As you know, the EPA gave a two-year extension on the registration for in-season, over-the-top use of auxin technology, something growers can be pleased about, and something that came at great cost and effort.
Because this is an opinion piece, I feel free to say that the state departments of agriculture in the Southeast, in coordination with land-grant experts, Extension personnel and the best, most-diverse farmers in the country did an exceptional job stewarding the auxin/dicamba technology over the past two years; no easy task and done under strict scrutiny from both in and out of the agricultural community.
I asked Tommy Gray, director of the Georgia Department of Agriculture’s Plant Industry division, his general thoughts on the 2018 season relating to the technology and for a bit of his insight on where we go from here.
“Georgia is pleased with EPA’s decision on dicamba products, as well.
For 2018, Georgia had four official dicamba drift complaints that we investigated.
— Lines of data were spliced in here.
//! Configuration validation rules.
//!
//! This module provides validation logic for `AppConfig` values
//! after they have been loaded from environment, files, or defaults.

use crate::config::AppConfig;
use thiserror::Error;

/// Configuration validation errors.
#[derive(Debug, Error)]
pub enum ConfigError {
    #[error("failed to load configuration: {0}")]
    LoadFailed(String),

    #[error("invalid configuration: {field} - {reason}")]
    Invalid { field: String, reason: String },
}

fn invalid(field: &str, reason: impl Into<String>) -> ConfigError {
    ConfigError::Invalid { field: field.into(), reason: reason.into() }
}

impl AppConfig {
    /// Validate configuration values after loading.
    ///
    /// # Errors
    ///
    /// Returns `ConfigError::Invalid` if:
    /// - `origin` is not an absolute http(s) URL
    /// - any cache name is empty, or two of them collide
    /// - a manifest entry is blank
    /// - `timeout_ms` is less than 100ms or exceeds 5 minutes
    /// - `max_bytes` is set to 0
    /// - `user_agent` or `sync_tag` is empty
    /// - `install_concurrency` is 0
    pub fn validate(&self) -> Result<(), ConfigError> {
        match url::Url::parse(&self.origin) {
            Ok(origin) if matches!(origin.scheme(), "http" | "https") => {}
            Ok(origin) => return Err(invalid("origin", format!("unsupported scheme: {}", origin.scheme()))),
            Err(e) => return Err(invalid("origin", e.to_string())),
        }

        let names = self.cache_names();
        for (field, name) in [
            ("static_cache", &names.static_cache),
            ("image_cache", &names.image_cache),
            ("maps_cache", &names.maps_cache),
        ] {
            if name.trim().is_empty() {
                return Err(invalid(field, "must not be empty"));
            }
        }
        if names.static_cache == names.image_cache
            || names.static_cache == names.maps_cache
            || names.image_cache == names.maps_cache
        {
            return Err(invalid("static_cache", "cache names must be distinct"));
        }

        if self.manifest.iter().any(|entry| entry.trim().is_empty()) {
            return Err(invalid("manifest", "entries must not be blank"));
        }

        if self.timeout_ms < 100 {
            return Err(invalid("timeout_ms", "must be at least 100ms"));
        }
        if self.timeout_ms > 300_000 {
            return Err(invalid("timeout_ms", "must not exceed 5 minutes (300000ms)"));
        }

        if self.max_bytes == Some(0) {
            return Err(invalid("max_bytes", "must be greater than 0 when set"));
        }

        if self.user_agent.is_empty() {
            return Err(invalid("user_agent", "must not be empty"));
        }
        if self.sync_tag.is_empty() {
            return Err(invalid("sync_tag", "must not be empty"));
        }

        if self.install_concurrency == 0 {
            return Err(invalid("install_concurrency", "must be at least 1"));
        }

        if self.manifest.is_empty() {
            tracing::warn!("manifest is empty; install will only create the primary partition");
        }

        Ok(())
    }
}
We weren’t able to confirm drift or off-target movement in any of those cases. Samples collected by us were all negative. However, we did find some label violations for things like record keeping and applicators not trained.
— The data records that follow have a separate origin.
//! Scripted network for tests, here and in dependent crates (enable the
//! `testing` feature).

use std::collections::HashMap;
use std::sync::Mutex;
use std::sync::atomic::{AtomicBool, AtomicUsize, Ordering};

use async_trait::async_trait;
use m360_core::{Request, Response};

use crate::fetch::{Network, NetworkError};

/// Answers from a fixed route table; unknown URLs get a 404. Can be switched
/// offline, and counts every attempt.
pub struct ScriptedNetwork {
    routes: Mutex<HashMap<String, Response>>,
    online: AtomicBool,
    calls: AtomicUsize,
}

impl Default for ScriptedNetwork {
    fn default() -> Self {
        Self::new()
    }
}

impl ScriptedNetwork {
    pub fn new() -> Self {
        Self { routes: Mutex::new(HashMap::new()), online: AtomicBool::new(true), calls: AtomicUsize::new(0) }
    }

    /// Answer `url` with `response` from now on.
    pub fn route(&self, url: &str, response: Response) {
        self.routes
            .lock()
            .unwrap_or_else(|poisoned| poisoned.into_inner())
            .insert(url.to_string(), response);
    }

    pub fn set_online(&self, online: bool) {
        self.online.store(online, Ordering::SeqCst);
    }

    pub fn calls(&self) -> usize {
        self.calls.load(Ordering::SeqCst)
    }
}

#[async_trait]
impl Network for ScriptedNetwork {
    async fn fetch(&self, request: &Request) -> Result<Response, NetworkError> {
        self.calls.fetch_add(1, Ordering::SeqCst);
        if !self.online.load(Ordering::SeqCst) {
            return Err(NetworkError::Connect("offline".into()));
        }
        let routes = self.routes.lock().unwrap_or_else(|poisoned| poisoned.into_inner());
        Ok(routes
            .get(request.url.as_str())
            .cloned()
            .unwrap_or_else(|| Response::new(404, Vec::new(), "")))
    }
}

/// A 200 response with the given content type.
pub fn ok(content_type: &str, body: impl Into<bytes::Bytes>) -> Response {
    Response::new(200, vec![("Content-Type".into(), content_type.into())], body)
}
I believe Georgia growers did very well with the technology in 2018. … and handled all the additional requirements for auxin herbicides extremely well. The fact we had very few complaints is an indication growers followed instructions presented during required Using Pesticides Wisely training (or UPW). UGA Extension played a huge role in getting information delivered and emphasizing things like knowing whether or not susceptible crops are nearby, checking wind speeds, using correct nozzles, etc.
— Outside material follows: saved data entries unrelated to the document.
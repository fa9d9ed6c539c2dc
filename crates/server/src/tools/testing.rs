//! Shared fixtures for tool tests.

use std::sync::Arc;

use m360_client::Registration;
pub(crate) use m360_client::testing::ScriptedNetwork;
use m360_core::{AppConfig, CacheDb, Response};
use rmcp::model::CallToolResult;
use url::Url;

use crate::handler::OfflineContext;

pub(crate) const ORIGIN: &str = "https://m360.example";

pub(crate) fn app() -> AppConfig {
    AppConfig { origin: ORIGIN.into(), manifest: vec!["/".into()], ..Default::default() }
}

pub(crate) fn html(body: &str) -> Response {
    m360_client::testing::ok("text/html", body.to_string())
}

/// Context with no active worker and an online stub network.
pub(crate) async fn context() -> OfflineContext {
    context_with(Arc::new(ScriptedNetwork::new())).await
}

pub(crate) async fn context_with(network: Arc<ScriptedNetwork>) -> OfflineContext {
    let app = app();
    OfflineContext {
        db: CacheDb::open_in_memory().await.unwrap(),
        network,
        registration: Registration::new(),
        names: app.cache_names(),
        origin: Url::parse(ORIGIN).unwrap(),
        sync_tag: app.sync_tag.clone(),
    }
}

/// Context whose worker precached `/` and is active.
pub(crate) async fn active_context(network: Arc<ScriptedNetwork>) -> OfflineContext {
    network.route(&format!("{ORIGIN}/"), html("<html>home</html>"));
    let ctx = context_with(network.clone()).await;
    let worker = m360_client::OfflineWorker::new(
        m360_client::WorkerConfig::from_app(&app()).unwrap(),
        Arc::new(ctx.db.clone()),
        network,
    );
    ctx.registration.register(worker).await.unwrap();
    ctx
}

/// Parse the JSON text content of a tool result.
pub(crate) fn output<T: serde::de::DeserializeOwned>(result: &CallToolResult) -> T {
    let content = serde_json::to_value(&result.content[0]).unwrap();
    let text = content.get("text").and_then(|v| v.as_str()).expect("Expected text field in content");
    serde_json::from_str(text).unwrap()
}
My only advice to growers is to remain vigilant when applying auxin herbicides and stay current on any label changes or training requirements. The Georgia Department of Ag and UGA Extension will be working together to decide if changes to the UPW training need to be made for 2019. We will also determine if any additional requirements need to be made using Special Local Need labels.”
The massive stewardship effort cost money, overtime, special training and professional diligence, from in-field applicators to Extension to regulatory officials — and industry representatives — who wanted the technology to work for growers.
Growers have widely adopted auxin technology to their operations; it has proven to be an effective tool in managing weeds. But it is just one tool as growers move forward with science-based, systems to manage extreme weed pressure and keep resistance at bay.
The last two years proved a particular type of system works, one that maybe doesn’t get due recognition: A dogged educational effort in tight cooperation with helpful regulatory oversight and vigilant farmers can and does work.
Good luck. Take care, and thanks for reading.